*** Opening DATA SUPPLIED ***

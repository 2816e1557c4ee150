//! Data exchanged with the platform's native date picker.
//!
//! ## Usage
//!
//! A host renders the native picker from [`NativePickerProps`] and feeds the
//! picker's change reports back as [`NativePickerEvent`]s.
use aurora_ui::PlatformFamily;

use crate::calendar_date::CalendarDate;

/// What the native picker lets the user choose.
#[derive(Debug, Clone, Copy, PartialEq, Eq, Default)]
pub enum PickerMode {
    /// Calendar date only.
    #[default]
    Date,
}

/// Presentation hint forwarded to the native picker.
///
/// Valid values differ between platform families; see
/// [`PickerDisplay::is_supported_on`].
#[derive(Debug, Clone, Copy, PartialEq, Eq)]
pub enum PickerDisplay {
    /// Platform default presentation.
    Default,
    /// Scrolling wheels.
    Spinner,
    /// Compact field that expands on tap (iOS).
    Compact,
    /// Calendar embedded in the layout (iOS).
    Inline,
    /// Calendar dialog (Android).
    Calendar,
    /// Clock dialog (Android).
    Clock,
}

impl PickerDisplay {
    /// Returns the hint used when the caller supplies none.
    pub const fn default_for(family: PlatformFamily) -> Self {
        match family {
            PlatformFamily::Ios => PickerDisplay::Spinner,
            PlatformFamily::Android => PickerDisplay::Default,
        }
    }

    /// Returns true when the native picker of `family` understands this hint.
    pub const fn is_supported_on(self, family: PlatformFamily) -> bool {
        match family {
            PlatformFamily::Ios => matches!(
                self,
                PickerDisplay::Default
                    | PickerDisplay::Spinner
                    | PickerDisplay::Compact
                    | PickerDisplay::Inline
            ),
            PlatformFamily::Android => matches!(
                self,
                PickerDisplay::Default
                    | PickerDisplay::Spinner
                    | PickerDisplay::Calendar
                    | PickerDisplay::Clock
            ),
        }
    }

    /// Returns the identifier the native picker expects.
    pub const fn as_str(self) -> &'static str {
        match self {
            PickerDisplay::Default => "default",
            PickerDisplay::Spinner => "spinner",
            PickerDisplay::Compact => "compact",
            PickerDisplay::Inline => "inline",
            PickerDisplay::Calendar => "calendar",
            PickerDisplay::Clock => "clock",
        }
    }
}

/// Props handed to the native picker while it is presented.
///
/// Bounds are forwarded exactly as configured; the native picker owns all
/// range handling.
#[derive(Debug, Clone, Copy, PartialEq, Eq)]
pub struct NativePickerProps {
    /// Date the picker shows as selected.
    pub value: CalendarDate,
    /// Selection mode.
    pub mode: PickerMode,
    /// Presentation hint.
    pub display: PickerDisplay,
    /// Earliest selectable date, if any.
    pub minimum_date: Option<CalendarDate>,
    /// Latest selectable date, if any.
    pub maximum_date: Option<CalendarDate>,
}

/// Kind of change reported by the native picker.
#[derive(Debug, Clone, Copy, PartialEq, Eq)]
pub enum NativePickerEventKind {
    /// The user picked a value.
    Set,
    /// The picker was dismissed without a value.
    Dismissed,
}

/// A change reported by the native picker.
#[derive(Debug, Clone, Copy, PartialEq, Eq)]
pub struct NativePickerEvent {
    /// What happened.
    pub kind: NativePickerEventKind,
    /// The date the picker now shows, when it reports one.
    pub date: Option<CalendarDate>,
}

impl NativePickerEvent {
    /// A `Set` event carrying `date`.
    pub fn set(date: CalendarDate) -> Self {
        Self {
            kind: NativePickerEventKind::Set,
            date: Some(date),
        }
    }

    /// A dismissal without a date.
    pub fn dismissed() -> Self {
        Self {
            kind: NativePickerEventKind::Dismissed,
            date: None,
        }
    }
}

#[cfg(test)]
mod tests {
    use aurora_ui::PlatformFamily;
    use rstest::rstest;

    use super::PickerDisplay;

    #[test]
    fn default_hint_follows_platform() {
        assert_eq!(
            PickerDisplay::default_for(PlatformFamily::Ios),
            PickerDisplay::Spinner
        );
        assert_eq!(
            PickerDisplay::default_for(PlatformFamily::Android),
            PickerDisplay::Default
        );
    }

    #[rstest]
    #[case(PickerDisplay::Default, true, true)]
    #[case(PickerDisplay::Spinner, true, true)]
    #[case(PickerDisplay::Compact, true, false)]
    #[case(PickerDisplay::Inline, true, false)]
    #[case(PickerDisplay::Calendar, false, true)]
    #[case(PickerDisplay::Clock, false, true)]
    fn support_matrix(
        #[case] display: PickerDisplay,
        #[case] on_ios: bool,
        #[case] on_android: bool,
    ) {
        assert_eq!(display.is_supported_on(PlatformFamily::Ios), on_ios);
        assert_eq!(display.is_supported_on(PlatformFamily::Android), on_android);
    }
}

*** Closing DATA SUPPLIED ***

● **THE TASK**
All lines above that hold the string "CalendarDate" should be copied.

● **TASK RESPONSE**
use crate::calendar_date::CalendarDate;
    pub value: CalendarDate,
    pub minimum_date: Option<CalendarDate>,
    pub maximum_date: Option<CalendarDate>,
    pub date: Option<CalendarDate>,
    pub fn set(date: CalendarDate) -> Self {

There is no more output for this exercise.